Las primeras escuelas primarias surgieron a la sombra de las sinagogas con el objetivo de acompañar a estas en la formación religiosa, no en el libre albedrío. En el año 75 a.C. la instrucción primaria ya era obligatoria en toda Jerusalén. Lo mismo puede decirse de las escuelas prusianas, vinculadas al desarrollo disciplinario militar, y de las escuelas argentinas, puestas al servicio de la incipiente república. De hecho nuestra Ley 1.420, sancionada en 1884, instituyó la educación primaria obligatoria en todo el territorio nacional con el objetivo de “dirigir” el desarrollo moral, físico e intelectual de los niños de 6 a 14 años. La gran corriente inmigratoria recibida en el pacificado territorio nacional debía ser funcional y fiel a un proyecto nacional emergente, y eso buscó (y logró, en parte) la citada ley. Por lo tanto, la escuela como institución siempre coexistió con cierta tensión con contextos cambiantes, haciéndose más visible esa tensión en momentos generalizados de debilitamiento institucional como el que vivimos actualmente.
El tercero y último motivo por el cual el impacto de este mundo en transformación resulta particularmente significativo en la educación es porque los actores principales del sistema, que son quienes tienen la responsabilidad primaria de liderar la discusión sobre la nueva escuela y la nueva educación, no muestran ninguna voluntad por hacerlo. Y como son especialistas en argumentar, lo que dicen o sugieren suena persuasivo, convincente, comprensible. ¡Pero no!
Días pasados asistí en Bogotá a la presentación de un magnífico trabajo de investigación publicado por el experto en educación Gabriel Sanchez Zinny, en donde se señala la necesidad de diseñar políticas públicas en Latinoamérica que favorezcan el desarrollo de recursos humanos talentosos. En presencia de cientos de empresarios, dirigentes y políticos, y en un clima amable, Sanchez Zinny animaba a panelistas y asistentes a darse cuenta que se acababa el tiempo de los descriptores de la realidad, y que llegaba el tiempo de los hacedores, los transformadores.
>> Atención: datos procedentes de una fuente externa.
//! In-memory registration store.
//!
//! Fast and deterministic for tests, and the fallback backend when no
//! database is configured. All operations run under one lock, so the
//! conditional check-in update is atomic.

use chrono::{DateTime, Utc};
use gatepass_core::registration_store::{RegistrationStore, StoreError, StoreFuture};
use gatepass_core::token::Token;
use gatepass_core::types::{Event, EventDetails, EventId, Registration, RegistrationId};
use std::collections::HashMap;
use std::sync::atomic::{AtomicBool, AtomicUsize, Ordering};
use std::sync::{Arc, Mutex, MutexGuard};

#[derive(Debug, Default)]
struct Tables {
    events: HashMap<EventId, Event>,
    // Insertion order doubles as registration order.
    registrations: Vec<Registration>,
    preempt_checkin_at: Option<DateTime<Utc>>,
}

impl Tables {
    fn registration_by_token_mut(&mut self, token: &Token) -> Option<&mut Registration> {
        self.registrations.iter_mut().find(|r| &r.token == token)
    }
}

/// `HashMap`-backed [`RegistrationStore`]
///
/// # Example
///
/// ```
/// use gatepass_testing::InMemoryRegistrationStore;
/// use gatepass_core::registration_store::RegistrationStore;
///
/// # async fn example() -> Result<(), Box<dyn std::error::Error>> {
/// let store = InMemoryRegistrationStore::new();
/// assert!(store.list_events().await?.is_empty());
/// # Ok(())
/// # }
/// ```
#[derive(Clone, Debug, Default)]
pub struct InMemoryRegistrationStore {
    tables: Arc<Mutex<Tables>>,
    failing: Arc<AtomicBool>,
    checkin_writes: Arc<AtomicUsize>,
}

impl InMemoryRegistrationStore {
    /// Create an empty store
    #[must_use]
    pub fn new() -> Self {
        Self::default()
    }

    /// Make every subsequent operation fail with `DatabaseError`
    pub fn set_failing(&self, failing: bool) {
        self.failing.store(failing, Ordering::SeqCst);
    }

    /// Let another writer win the next check-in race.
    ///
    /// The next [`mark_checked_in`](RegistrationStore::mark_checked_in) call
    /// first checks the registration in at `at`, as a concurrent scanner
    /// would, and then attempts its own conditional update.
    pub fn preempt_next_checkin(&self, at: DateTime<Utc>) {
        if let Ok(mut tables) = self.tables.lock() {
            tables.preempt_checkin_at = Some(at);
        }
    }

    /// Number of conditional updates that actually flipped a registration
    #[must_use]
    pub fn checkin_writes(&self) -> usize {
        self.checkin_writes.load(Ordering::SeqCst)
    }

    /// Snapshot of every stored registration
    #[must_use]
    pub fn registrations(&self) -> Vec<Registration> {
        self.tables
            .lock()
            .map(|t| t.registrations.clone())
            .unwrap_or_default()
    }

    fn tables(&self) -> Result<MutexGuard<'_, Tables>, StoreError> {
        if self.failing.load(Ordering::SeqCst) {
            return Err(StoreError::DatabaseError("injected failure".to_string()));
        }
        self.tables
            .lock()
            .map_err(|_| StoreError::DatabaseError("store lock poisoned".to_string()))
    }
}

impl RegistrationStore for InMemoryRegistrationStore {
    fn insert_event(&self, event: Event) -> StoreFuture<'_, Event> {
        Box::pin(async move {
            self.tables()?.events.insert(event.id, event.clone());
            Ok(event)
        })
    }

    fn update_event(&self, id: EventId, details: EventDetails) -> StoreFuture<'_, Event> {
        Box::pin(async move {
            let mut tables = self.tables()?;
            let stored = tables
                .events
                .get_mut(&id)
                .ok_or(StoreError::EventNotFound(id))?;
            stored.details = details;
            Ok(stored.clone())
        })
    }

    fn get_event(&self, id: EventId) -> StoreFuture<'_, Option<Event>> {
        Box::pin(async move { Ok(self.tables()?.events.get(&id).cloned()) })
    }

    fn list_events(&self) -> StoreFuture<'_, Vec<Event>> {
        Box::pin(async move {
            let mut events: Vec<Event> = self.tables()?.events.values().cloned().collect();
            events.sort_by(|a, b| {
                b.details
                    .date
                    .cmp(&a.details.date)
                    .then(b.created_at.cmp(&a.created_at))
            });
            Ok(events)
        })
    }

    fn close_event(&self, id: EventId) -> StoreFuture<'_, Event> {
        Box::pin(async move {
            let mut tables = self.tables()?;
            let event = tables
                .events
                .get_mut(&id)
                .ok_or(StoreError::EventNotFound(id))?;
            event.closed = true;
            Ok(event.clone())
        })
    }

    fn delete_event(&self, id: EventId) -> StoreFuture<'_, ()> {
        Box::pin(async move {
            let mut tables = self.tables()?;
            tables
                .events
                .remove(&id)
                .ok_or(StoreError::EventNotFound(id))?;
            tables.registrations.retain(|r| r.event_id != id);
            Ok(())
        })
    }

    fn insert_registration(&self, registration: Registration) -> StoreFuture<'_, Registration> {
        Box::pin(async move {
            let mut tables = self.tables()?;
            if !tables.events.contains_key(&registration.event_id) {
                return Err(StoreError::EventNotFound(registration.event_id));
            }
            if tables
                .registrations
                .iter()
                .any(|r| r.token == registration.token)
            {
                return Err(StoreError::DuplicateToken);
            }
            if tables.registrations.iter().any(|r| {
                r.event_id == registration.event_id
                    && r.participant.cpf == registration.participant.cpf
            }) {
                return Err(StoreError::DuplicateParticipant {
                    event_id: registration.event_id,
                    cpf: registration.participant.cpf,
                });
            }
            tables.registrations.push(registration.clone());
            Ok(registration)
        })
    }

    fn get_registration(&self, id: RegistrationId) -> StoreFuture<'_, Option<Registration>> {
        Box::pin(async move {
            Ok(self
                .tables()?
                .registrations
                .iter()
                .find(|r| r.id == id)
                .cloned())
        })
    }

    fn list_registrations(&self, event_id: EventId) -> StoreFuture<'_, Vec<Registration>> {
        Box::pin(async move {
            Ok(self
                .tables()?
                .registrations
                .iter()
                .filter(|r| r.event_id == event_id)
                .cloned()
                .collect())
        })
    }

    fn find_by_token(&self, token: Token) -> StoreFuture<'_, Option<Registration>> {
        Box::pin(async move {
            Ok(self
                .tables()?
                .registrations
                .iter()
                .find(|r| r.token == token)
                .cloned())
        })
    }

    fn mark_checked_in(
        &self,
        token: Token,
        at: DateTime<Utc>,
    ) -> StoreFuture<'_, Option<Registration>> {
        Box::pin(async move {
            let mut tables = self.tables()?;

            if let Some(winner_at) = tables.preempt_checkin_at.take() {
                if let Some(registration) = tables.registration_by_token_mut(&token) {
                    if !registration.checked_in {
                        registration.checked_in = true;
                        registration.checkin_at = Some(winner_at);
                        self.checkin_writes.fetch_add(1, Ordering::SeqCst);
                    }
                }
            }

            let Some(registration) = tables.registration_by_token_mut(&token) else {
                return Ok(None);
            };
            if registration.checked_in {
                return Ok(None);
            }

            registration.checked_in = true;
            registration.checkin_at = Some(at);
            self.checkin_writes.fetch_add(1, Ordering::SeqCst);
            tracing::debug!(registration_id = %registration.id, "Registration checked in");
            Ok(Some(registration.clone()))
        })
    }

    fn ping(&self) -> StoreFuture<'_, ()> {
        Box::pin(async move {
            self.tables()?;
            Ok(())
        })
    }
}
Enfatizaba en la necesidad de disponer de más espíritus prácticos en la educación, profesionales que disfruten y aprendan haciendo y arriesgando, y menos funcionarios administradores del status quo, especialistas en explicar por qué el cambio no es posible.
Suscribo por completo con este llamado a la acción de Sanchez Zinny, y creo que el experto es un buen ejemplo de ello a través de su emprendimiento Kuepa, instituto de blended learning que opera en toda la región hace unos años y que ya ha capacitado a miles de adultos que no habían completado su formación escolar.
La honestidad es una virtud que reclamamos a dirigentes, políticos, médicos, líderes de opinión. También debemos reclamarla a los directivos educativos que solo buscan argumentar en favor de no innovar. No hay espacio para que profesionales de tanta valía y capacidad intelectual prioricen, en sus argumentaciones, el aparente confort inmediato de sus ámbitos de actuación en detrimento de una transformación tan necesario como mandatoria.
Es cierto que la historia siempre se encarga de juzgar estas actitudes, pero el tiempo presente no puede privarse de la concurrencia de valientes y honestos profesionales de la educación, con más ánimo de implementar, aprender y corregir, que de describir bonitamente los razones que justifican la no acción.